EXERCISE REQUIREMENTS>
Set down exactly, from the records below, the line with "filename src/roster/sort.rs" through the line with "the source order.", and nothing else.

[Stored data]
..........
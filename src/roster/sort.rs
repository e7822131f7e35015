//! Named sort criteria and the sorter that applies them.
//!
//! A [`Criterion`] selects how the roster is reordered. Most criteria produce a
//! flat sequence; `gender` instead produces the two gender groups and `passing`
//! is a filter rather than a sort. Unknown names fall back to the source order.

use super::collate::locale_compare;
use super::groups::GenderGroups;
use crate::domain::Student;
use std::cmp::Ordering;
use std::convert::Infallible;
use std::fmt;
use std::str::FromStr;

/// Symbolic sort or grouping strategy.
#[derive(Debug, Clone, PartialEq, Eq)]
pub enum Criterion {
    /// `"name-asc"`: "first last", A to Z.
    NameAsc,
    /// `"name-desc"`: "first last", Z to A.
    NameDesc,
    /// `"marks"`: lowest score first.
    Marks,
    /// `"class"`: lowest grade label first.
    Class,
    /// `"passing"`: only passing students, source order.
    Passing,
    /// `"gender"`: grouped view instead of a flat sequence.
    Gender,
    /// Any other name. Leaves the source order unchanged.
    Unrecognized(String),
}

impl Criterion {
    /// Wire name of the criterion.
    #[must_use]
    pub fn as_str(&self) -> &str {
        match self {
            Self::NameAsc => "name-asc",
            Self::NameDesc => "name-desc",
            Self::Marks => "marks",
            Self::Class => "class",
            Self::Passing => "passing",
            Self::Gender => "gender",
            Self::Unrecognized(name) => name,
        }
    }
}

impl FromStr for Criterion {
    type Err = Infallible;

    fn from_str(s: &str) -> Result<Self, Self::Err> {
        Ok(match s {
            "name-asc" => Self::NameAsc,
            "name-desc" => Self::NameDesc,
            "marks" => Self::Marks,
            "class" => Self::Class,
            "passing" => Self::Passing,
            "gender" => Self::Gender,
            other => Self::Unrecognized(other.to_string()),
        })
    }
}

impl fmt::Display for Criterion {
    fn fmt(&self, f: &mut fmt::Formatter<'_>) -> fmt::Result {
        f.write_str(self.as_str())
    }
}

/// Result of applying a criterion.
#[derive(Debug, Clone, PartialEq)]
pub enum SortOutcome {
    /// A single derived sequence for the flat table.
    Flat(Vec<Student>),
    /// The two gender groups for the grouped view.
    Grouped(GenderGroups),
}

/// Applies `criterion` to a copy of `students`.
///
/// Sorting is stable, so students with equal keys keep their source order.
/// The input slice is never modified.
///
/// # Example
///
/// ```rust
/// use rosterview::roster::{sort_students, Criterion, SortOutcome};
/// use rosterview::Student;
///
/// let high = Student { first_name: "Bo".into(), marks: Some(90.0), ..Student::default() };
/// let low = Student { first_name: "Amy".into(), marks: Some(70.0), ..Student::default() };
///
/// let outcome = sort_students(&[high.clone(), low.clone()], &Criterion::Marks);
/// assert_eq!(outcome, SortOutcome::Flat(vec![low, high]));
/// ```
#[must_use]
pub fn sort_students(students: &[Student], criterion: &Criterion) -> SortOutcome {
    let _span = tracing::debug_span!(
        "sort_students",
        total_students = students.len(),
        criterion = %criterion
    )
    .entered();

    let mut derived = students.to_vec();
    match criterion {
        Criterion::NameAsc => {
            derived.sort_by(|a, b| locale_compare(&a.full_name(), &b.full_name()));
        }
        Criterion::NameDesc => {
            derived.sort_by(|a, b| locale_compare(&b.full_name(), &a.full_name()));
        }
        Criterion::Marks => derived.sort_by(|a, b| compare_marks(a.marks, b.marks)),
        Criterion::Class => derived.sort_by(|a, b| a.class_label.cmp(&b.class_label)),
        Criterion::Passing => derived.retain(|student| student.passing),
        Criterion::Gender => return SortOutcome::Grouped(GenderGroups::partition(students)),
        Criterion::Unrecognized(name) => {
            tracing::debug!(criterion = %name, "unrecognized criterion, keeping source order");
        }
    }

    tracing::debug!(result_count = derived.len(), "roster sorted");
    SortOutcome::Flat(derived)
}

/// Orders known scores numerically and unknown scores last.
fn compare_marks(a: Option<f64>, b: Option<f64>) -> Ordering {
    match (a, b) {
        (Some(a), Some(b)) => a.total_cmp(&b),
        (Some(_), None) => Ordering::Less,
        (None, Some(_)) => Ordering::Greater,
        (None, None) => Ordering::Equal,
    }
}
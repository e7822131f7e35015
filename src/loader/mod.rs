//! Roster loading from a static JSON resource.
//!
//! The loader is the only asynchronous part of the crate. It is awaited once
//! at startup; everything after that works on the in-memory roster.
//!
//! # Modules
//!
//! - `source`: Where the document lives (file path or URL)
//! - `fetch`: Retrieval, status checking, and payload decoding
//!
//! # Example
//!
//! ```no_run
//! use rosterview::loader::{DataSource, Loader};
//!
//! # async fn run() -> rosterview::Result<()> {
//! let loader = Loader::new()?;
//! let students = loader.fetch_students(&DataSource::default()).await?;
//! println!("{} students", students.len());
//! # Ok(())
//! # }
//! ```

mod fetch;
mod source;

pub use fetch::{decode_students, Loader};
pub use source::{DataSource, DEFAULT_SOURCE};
..........
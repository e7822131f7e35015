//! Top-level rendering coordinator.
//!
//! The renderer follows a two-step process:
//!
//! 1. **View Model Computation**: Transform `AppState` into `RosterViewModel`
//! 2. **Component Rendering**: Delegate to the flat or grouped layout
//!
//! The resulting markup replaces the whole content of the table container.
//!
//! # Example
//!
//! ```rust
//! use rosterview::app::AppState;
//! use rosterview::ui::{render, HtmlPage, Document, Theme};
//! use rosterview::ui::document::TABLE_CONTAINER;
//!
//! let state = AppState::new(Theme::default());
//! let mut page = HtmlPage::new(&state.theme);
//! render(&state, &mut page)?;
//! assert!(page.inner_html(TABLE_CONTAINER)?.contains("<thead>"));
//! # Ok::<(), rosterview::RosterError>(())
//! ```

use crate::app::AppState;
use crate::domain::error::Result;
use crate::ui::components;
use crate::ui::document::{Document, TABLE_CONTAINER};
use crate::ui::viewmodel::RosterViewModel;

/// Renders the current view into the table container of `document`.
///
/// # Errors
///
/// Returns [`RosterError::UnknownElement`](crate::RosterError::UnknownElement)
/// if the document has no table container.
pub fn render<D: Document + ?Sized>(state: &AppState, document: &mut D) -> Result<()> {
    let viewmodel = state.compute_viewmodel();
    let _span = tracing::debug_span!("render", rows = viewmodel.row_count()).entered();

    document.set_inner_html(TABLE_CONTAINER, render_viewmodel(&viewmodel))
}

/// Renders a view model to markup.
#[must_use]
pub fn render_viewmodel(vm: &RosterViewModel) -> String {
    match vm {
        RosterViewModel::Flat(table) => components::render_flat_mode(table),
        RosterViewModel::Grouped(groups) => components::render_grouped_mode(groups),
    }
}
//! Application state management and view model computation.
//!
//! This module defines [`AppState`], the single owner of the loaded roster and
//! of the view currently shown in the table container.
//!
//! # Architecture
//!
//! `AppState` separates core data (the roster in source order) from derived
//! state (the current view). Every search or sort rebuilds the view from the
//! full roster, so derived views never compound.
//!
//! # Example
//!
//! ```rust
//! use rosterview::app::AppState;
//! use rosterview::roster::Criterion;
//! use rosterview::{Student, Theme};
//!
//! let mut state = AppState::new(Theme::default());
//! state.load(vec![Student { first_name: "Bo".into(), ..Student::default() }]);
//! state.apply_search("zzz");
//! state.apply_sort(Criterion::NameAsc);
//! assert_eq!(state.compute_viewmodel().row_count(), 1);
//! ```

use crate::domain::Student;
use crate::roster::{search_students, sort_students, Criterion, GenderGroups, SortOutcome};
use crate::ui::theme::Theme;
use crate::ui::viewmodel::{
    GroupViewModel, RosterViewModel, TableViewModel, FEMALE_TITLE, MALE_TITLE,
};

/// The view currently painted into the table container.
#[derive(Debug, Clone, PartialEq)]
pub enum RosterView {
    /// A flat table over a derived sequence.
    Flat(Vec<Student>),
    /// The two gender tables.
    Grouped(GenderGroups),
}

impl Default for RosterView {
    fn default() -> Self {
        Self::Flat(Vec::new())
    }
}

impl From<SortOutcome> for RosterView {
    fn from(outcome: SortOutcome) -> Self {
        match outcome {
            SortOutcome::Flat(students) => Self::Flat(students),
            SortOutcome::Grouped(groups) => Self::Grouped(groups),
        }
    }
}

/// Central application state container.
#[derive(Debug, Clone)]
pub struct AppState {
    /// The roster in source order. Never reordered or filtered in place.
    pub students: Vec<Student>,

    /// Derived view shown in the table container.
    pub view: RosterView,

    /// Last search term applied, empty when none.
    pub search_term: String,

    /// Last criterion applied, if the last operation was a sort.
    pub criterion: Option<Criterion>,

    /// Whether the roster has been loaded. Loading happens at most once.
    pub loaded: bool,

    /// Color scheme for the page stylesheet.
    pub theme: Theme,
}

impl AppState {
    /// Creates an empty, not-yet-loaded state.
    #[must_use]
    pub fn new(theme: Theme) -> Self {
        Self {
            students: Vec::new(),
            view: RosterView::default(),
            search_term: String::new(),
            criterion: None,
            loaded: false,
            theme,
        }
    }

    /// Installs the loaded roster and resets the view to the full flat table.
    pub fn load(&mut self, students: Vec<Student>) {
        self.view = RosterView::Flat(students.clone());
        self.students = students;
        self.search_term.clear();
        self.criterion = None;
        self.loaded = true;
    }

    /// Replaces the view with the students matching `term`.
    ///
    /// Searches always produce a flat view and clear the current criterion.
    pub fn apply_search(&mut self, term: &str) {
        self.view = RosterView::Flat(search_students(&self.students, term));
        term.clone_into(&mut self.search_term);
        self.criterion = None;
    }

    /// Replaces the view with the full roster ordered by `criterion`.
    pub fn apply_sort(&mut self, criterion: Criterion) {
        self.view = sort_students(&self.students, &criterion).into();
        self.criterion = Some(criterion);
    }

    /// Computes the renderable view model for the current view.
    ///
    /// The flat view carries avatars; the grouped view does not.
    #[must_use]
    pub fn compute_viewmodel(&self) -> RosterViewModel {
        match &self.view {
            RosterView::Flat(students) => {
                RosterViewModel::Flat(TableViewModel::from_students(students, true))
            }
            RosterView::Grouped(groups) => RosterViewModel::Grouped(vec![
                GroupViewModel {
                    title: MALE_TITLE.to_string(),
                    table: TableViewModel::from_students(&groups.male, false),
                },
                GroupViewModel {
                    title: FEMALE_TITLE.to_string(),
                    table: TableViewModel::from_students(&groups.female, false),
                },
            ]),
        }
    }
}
..........
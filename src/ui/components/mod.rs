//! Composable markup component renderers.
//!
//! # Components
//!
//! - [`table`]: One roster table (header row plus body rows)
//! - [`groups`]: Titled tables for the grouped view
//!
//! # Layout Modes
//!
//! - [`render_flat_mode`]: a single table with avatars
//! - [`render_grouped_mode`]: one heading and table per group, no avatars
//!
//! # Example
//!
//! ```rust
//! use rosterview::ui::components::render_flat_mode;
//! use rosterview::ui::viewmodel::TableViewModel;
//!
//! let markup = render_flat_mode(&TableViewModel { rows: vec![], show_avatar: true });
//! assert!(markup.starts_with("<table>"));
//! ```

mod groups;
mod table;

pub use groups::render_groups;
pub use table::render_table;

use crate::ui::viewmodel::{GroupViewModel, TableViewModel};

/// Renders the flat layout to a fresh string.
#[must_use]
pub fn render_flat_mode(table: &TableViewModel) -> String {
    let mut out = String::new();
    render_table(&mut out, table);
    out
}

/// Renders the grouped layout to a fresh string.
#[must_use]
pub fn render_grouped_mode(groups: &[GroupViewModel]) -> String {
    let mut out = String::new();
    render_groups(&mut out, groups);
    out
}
..........
SOLUTION FOR THIS TASK>
filename src/roster/sort.rs
repository e7822131f7e35015
//! Named sort criteria and the sorter that applies them.
//!
//! A [`Criterion`] selects how the roster is reordered. Most criteria produce a
//! flat sequence; `gender` instead produces the two gender groups and `passing`
//! is a filter rather than a sort. Unknown names fall back to the source order.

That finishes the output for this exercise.